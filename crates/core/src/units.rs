use serde::{Deserialize, Serialize};

#[derive(Clone, Copy, Debug, PartialEq, Eq, PartialOrd, Ord, Hash, Serialize, Deserialize)]
#[serde(transparent)]
pub struct Centimeters(pub i32);

impl Centimeters {
    pub fn as_meters(&self) -> f64 {
        self.0 as f64 / 100.0
    }

    pub fn from_meters(m: f64) -> Self {
        Centimeters((m * 100.0).round() as i32)
    }
}

/// A WGS84 longitude/latitude pair in degrees.
#[derive(Clone, Copy, Debug, PartialEq, Serialize, Deserialize)]
pub struct Coordinates {
    pub longitude: f64,
    pub latitude: f64,
}

impl Coordinates {
    pub fn new(longitude: f64, latitude: f64) -> Self {
        Self {
            longitude,
            latitude,
        }
    }

    pub fn is_valid(&self) -> bool {
        self.longitude.is_finite()
            && self.latitude.is_finite()
            && (-180.0..=180.0).contains(&self.longitude)
            && (-90.0..=90.0).contains(&self.latitude)
    }

    pub fn to_point(self) -> geo::Point {
        geo::Point::new(self.longitude, self.latitude)
    }
}

impl From<geo::Point> for Coordinates {
    fn from(point: geo::Point) -> Self {
        Self::new(point.x(), point.y())
    }
}

/// Marker files store positions as `[longitude, latitude]`.
impl From<[f64; 2]> for Coordinates {
    fn from([longitude, latitude]: [f64; 2]) -> Self {
        Self::new(longitude, latitude)
    }
}
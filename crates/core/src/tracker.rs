//! Player location tracking.
//!
//! Each position update fully replaces the previous fix and its radar zone.

use chrono::{DateTime, Utc};
use serde::{Deserialize, Serialize};
use tracing::{debug, warn};

use crate::{
    error::{QuizError, Result},
    radar::RadarZone,
    units::{Centimeters, Coordinates},
};

/// A single reading from the position stream.
#[derive(Clone, Copy, Debug, PartialEq, Serialize, Deserialize)]
pub struct Position {
    pub longitude: f64,
    pub latitude: f64,
    /// Reported accuracy in meters.
    #[serde(default)]
    pub accuracy: f64,
    #[serde(default)]
    pub timestamp: Option<DateTime<Utc>>,
}

impl Position {
    pub fn coordinates(&self) -> Coordinates {
        Coordinates::new(self.longitude, self.latitude)
    }
}

#[derive(Clone, Copy, Debug, PartialEq, Eq, Serialize, Deserialize, strum::Display)]
#[serde(rename_all = "snake_case")]
#[strum(serialize_all = "snake_case")]
pub enum PositionErrorCode {
    PermissionDenied,
    PositionUnavailable,
    Timeout,
}

#[derive(Clone, Debug, PartialEq, Eq, Serialize, Deserialize, thiserror::Error)]
#[error("{code}: {message}")]
pub struct PositionError {
    pub code: PositionErrorCode,
    #[serde(default)]
    pub message: String,
}

/// Options a host passes to its platform position watcher.
#[derive(Clone, Copy, Debug, PartialEq, Eq, Serialize, Deserialize)]
#[serde(default)]
pub struct GeolocationOptions {
    pub enable_high_accuracy: bool,
    pub timeout_ms: u64,
    pub maximum_age_ms: u64,
}

impl Default for GeolocationOptions {
    fn default() -> Self {
        Self {
            enable_high_accuracy: true,
            timeout_ms: 10_000,
            maximum_age_ms: 0,
        }
    }
}

/// The last accepted position and the radar drawn around it.
#[derive(Clone, Copy, Debug, PartialEq)]
pub struct Fix {
    pub position: Position,
    pub accuracy_m: u32,
    pub radar: RadarZone,
}

pub struct LocationTracker {
    radius: Centimeters,
    fix: Option<Fix>,
    last_error: Option<PositionError>,
}

impl LocationTracker {
    pub fn new(radius: Centimeters) -> Self {
        Self {
            radius,
            fix: None,
            last_error: None,
        }
    }

    /// Replace the current fix. Invalid coordinates are rejected and leave the
    /// previous fix in place.
    pub fn update(&mut self, position: Position) -> Result<&Fix> {
        let center = position.coordinates();
        if !center.is_valid() {
            return Err(QuizError::InvalidPosition(format!(
                "({}, {})",
                position.longitude, position.latitude
            )));
        }

        let accuracy_m = if position.accuracy.is_finite() && position.accuracy > 0.0 {
            position.accuracy.round() as u32
        } else {
            0
        };

        debug!(
            longitude = position.longitude,
            latitude = position.latitude,
            accuracy_m,
            "position updated"
        );

        self.last_error = None;
        Ok(&*self.fix.insert(Fix {
            position,
            accuracy_m,
            radar: RadarZone::new(center, self.radius),
        }))
    }

    /// Stream errors are not fatal; the previous fix, if any, is kept.
    pub fn fail(&mut self, error: PositionError) {
        warn!(%error, has_fix = self.fix.is_some(), "failed to obtain location");
        self.last_error = Some(error);
    }

    pub fn fix(&self) -> Option<&Fix> {
        self.fix.as_ref()
    }

    pub fn radar(&self) -> Option<&RadarZone> {
        self.fix.as_ref().map(|fix| &fix.radar)
    }

    pub fn last_error(&self) -> Option<&PositionError> {
        self.last_error.as_ref()
    }
}
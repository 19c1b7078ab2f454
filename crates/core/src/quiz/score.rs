use serde::{Deserialize, Serialize};

#[derive(Clone, Copy, Debug, Default, PartialEq, Eq, Serialize, Deserialize)]
pub struct Score {
    /// Answerable questions in the loaded city.
    pub total: u32,
    pub correct: u32,
}

impl Score {
    pub fn reset(&mut self) {
        *self = Score::default();
    }

    pub fn record_correct(&mut self) {
        self.correct += 1;
    }
}
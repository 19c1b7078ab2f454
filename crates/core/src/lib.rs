//! # radar-quiz-core
//!
//! A geolocated quiz: markers on a map carry trivia questions, and a marker can
//! only be answered while it lies inside the radar zone around the player.
//!
//! The crate holds no platform code. A host feeds [`event::GameEvent`]s into a
//! [`quiz::session::QuizSession`] and renders the [`event::Effect`]s it returns.
//!
//! ## Example
//!
//! ```
//! use radar_quiz_core::prelude::*;
//!
//! let mut session = QuizSession::new(GameConfig::default());
//! session.dispatch(GameEvent::BypassToggled { enabled: true });
//!
//! let effects = session.dispatch(GameEvent::CitySelected {
//!     city: CityIdentifier::new("default"),
//! });
//! assert!(effects.iter().any(|e| matches!(e, Effect::FetchMarkers { .. })));
//! ```

pub mod config;
pub mod error;
pub mod event;
pub mod identifiers;
pub mod quiz;
pub mod radar;
pub mod store;
pub mod style;
pub mod tracker;
pub mod units;

pub mod prelude {
    pub use crate::config::GameConfig;
    pub use crate::error::{QuizError, Result};
    pub use crate::event::{DismissToken, Effect, GameEvent, MapTarget};
    pub use crate::identifiers::*;
    pub use crate::quiz::{
        marker::{Marker, MarkerRecord},
        normalize::normalize,
        panel::PanelView,
        score::Score,
        session::QuizSession,
    };
    pub use crate::radar::RadarZone;
    pub use crate::store::{
        CitySource, DataSource, LoadTicket,
        fetch::{DataFetcher, MarkerLoader, SourceFetcher},
    };
    pub use crate::tracker::{Position, PositionError, PositionErrorCode};
    pub use crate::units::{Centimeters, Coordinates};
}
use serde::Serialize;
use strum::EnumDiscriminants;

use crate::{identifiers::MarkerIdentifier, quiz::marker::Marker};

#[derive(Clone, Debug, PartialEq, Eq, Serialize)]
pub struct AnswerOption {
    pub text: String,
    pub enabled: bool,
}

#[derive(Clone, Copy, Debug, PartialEq, Eq, Serialize)]
#[serde(rename_all = "snake_case")]
pub enum Feedback {
    Correct,
    Incorrect,
}

/// Contents of the single info panel.
#[derive(Clone, Debug, PartialEq, Serialize, EnumDiscriminants)]
#[strum_discriminants(name(PanelKind), derive(strum::Display))]
#[serde(tag = "kind", rename_all = "snake_case")]
pub enum PanelView {
    UserLocation {
        /// `None` until a fix has been received.
        accuracy_m: Option<u32>,
    },
    Question {
        marker: MarkerIdentifier,
        title: String,
        question: String,
        options: Vec<AnswerOption>,
        feedback: Option<Feedback>,
    },
    NoQuestion {
        marker: MarkerIdentifier,
        title: String,
    },
    OutOfRange {
        marker: MarkerIdentifier,
        title: String,
        /// Distance to the radar center, when there is a radar.
        distance_m: Option<f64>,
    },
    AlreadySolved {
        marker: MarkerIdentifier,
        title: String,
    },
}

impl PanelView {
    /// A fresh question panel with every option enabled. `None` when the
    /// marker has nothing to ask.
    pub fn question(marker: &Marker) -> Option<Self> {
        let question = marker.question.clone().filter(|_| marker.is_answerable())?;

        Some(PanelView::Question {
            marker: marker.id.clone(),
            title: marker.title.clone(),
            question,
            options: marker
                .answers
                .iter()
                .map(|text| AnswerOption {
                    text: text.clone(),
                    enabled: true,
                })
                .collect(),
            feedback: None,
        })
    }

    /// Whether `marker`'s question is on screen and still accepting answers.
    pub fn is_asking(&self, marker: &MarkerIdentifier) -> bool {
        matches!(
            self,
            PanelView::Question { marker: shown, feedback, .. }
                if shown == marker && *feedback != Some(Feedback::Correct)
        )
    }
}
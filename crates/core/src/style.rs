use palette::Srgba;
use serde::Serialize;

/// Fill and border for an area or point drawn on the map.
#[derive(Clone, Copy, Debug, PartialEq, Serialize)]
pub struct Style {
    pub border_color: Srgba<f32>,
    /// Screen pixels.
    pub border_width: f32,
    pub fill: Option<Srgba<f32>>,
}

fn rgba(red: u8, green: u8, blue: u8, alpha: f32) -> Srgba<f32> {
    Srgba::new(
        red as f32 / 255.0,
        green as f32 / 255.0,
        blue as f32 / 255.0,
        alpha,
    )
}

const GREEN: (u8, u8, u8) = (0x4c, 0xaf, 0x50);
const RED: (u8, u8, u8) = (0xf4, 0x43, 0x36);

impl Style {
    pub fn transparent() -> Self {
        Self {
            border_color: Srgba::new(0.0, 0.0, 0.0, 0.0),
            border_width: 0.0,
            fill: None,
        }
    }

    pub fn solid_color(fill_color: Srgba<f32>) -> Self {
        Self {
            fill: Some(fill_color),
            ..Self::transparent()
        }
    }

    pub fn with_border(mut self, border_width: f32, border_color: Srgba<f32>) -> Self {
        self.border_color = border_color;
        self.border_width = border_width;
        self
    }

    /// Translucent green disc around the player.
    pub fn radar() -> Self {
        let (r, g, b) = GREEN;
        Self::solid_color(rgba(r, g, b, 0.2))
            .with_border(2.0, rgba(r, g, b, 1.0))
    }

    /// The player's own dot.
    pub fn user_location() -> Self {
        let (r, g, b) = GREEN;
        Self::solid_color(rgba(r, g, b, 1.0))
            .with_border(2.0, rgba(255, 255, 255, 1.0))
    }
}

#[derive(Clone, Copy, Debug, PartialEq, Eq, Serialize)]
#[serde(rename_all = "snake_case")]
pub enum MarkerStyle {
    Unsolved,
    Solved,
}

impl MarkerStyle {
    /// Red while unsolved, green once solved.
    pub fn pin_color(&self) -> Srgba<f32> {
        let (r, g, b) = match self {
            MarkerStyle::Unsolved => RED,
            MarkerStyle::Solved => GREEN,
        };
        rgba(r, g, b, 1.0)
    }
}
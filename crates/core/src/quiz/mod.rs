pub mod marker;
pub mod normalize;
pub mod panel;
pub mod score;
pub mod session;
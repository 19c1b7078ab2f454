use itertools::Itertools;
use unicode_normalization::UnicodeNormalization;

/// Fold an answer into a comparable form: accents stripped, remaining
/// non-ASCII dropped, whitespace runs collapsed to one space, lowercased.
pub fn normalize(input: &str) -> String {
    input
        .nfd()
        .map(|c| if c.is_whitespace() { ' ' } else { c })
        .filter(char::is_ascii)
        .collect::<String>()
        .split_ascii_whitespace()
        .join(" ")
        .to_ascii_lowercase()
}

pub fn answers_match(submitted: &str, expected: &str) -> bool {
    normalize(submitted) == normalize(expected)
}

What to work on:
Of all the entries above, repeat only the lines from the line that has "filename crates/core/src/lib.rs" to the line that has "The crate holds", both lines included, exactly.

Task solution:
filename crates/core/src/lib.rs
//! # radar-quiz-core
//!
//! A geolocated quiz: markers on a map carry trivia questions, and a marker can
//! only be answered while it lies inside the radar zone around the player.
//!
//! The crate holds no platform code. A host feeds [`event::GameEvent`]s into a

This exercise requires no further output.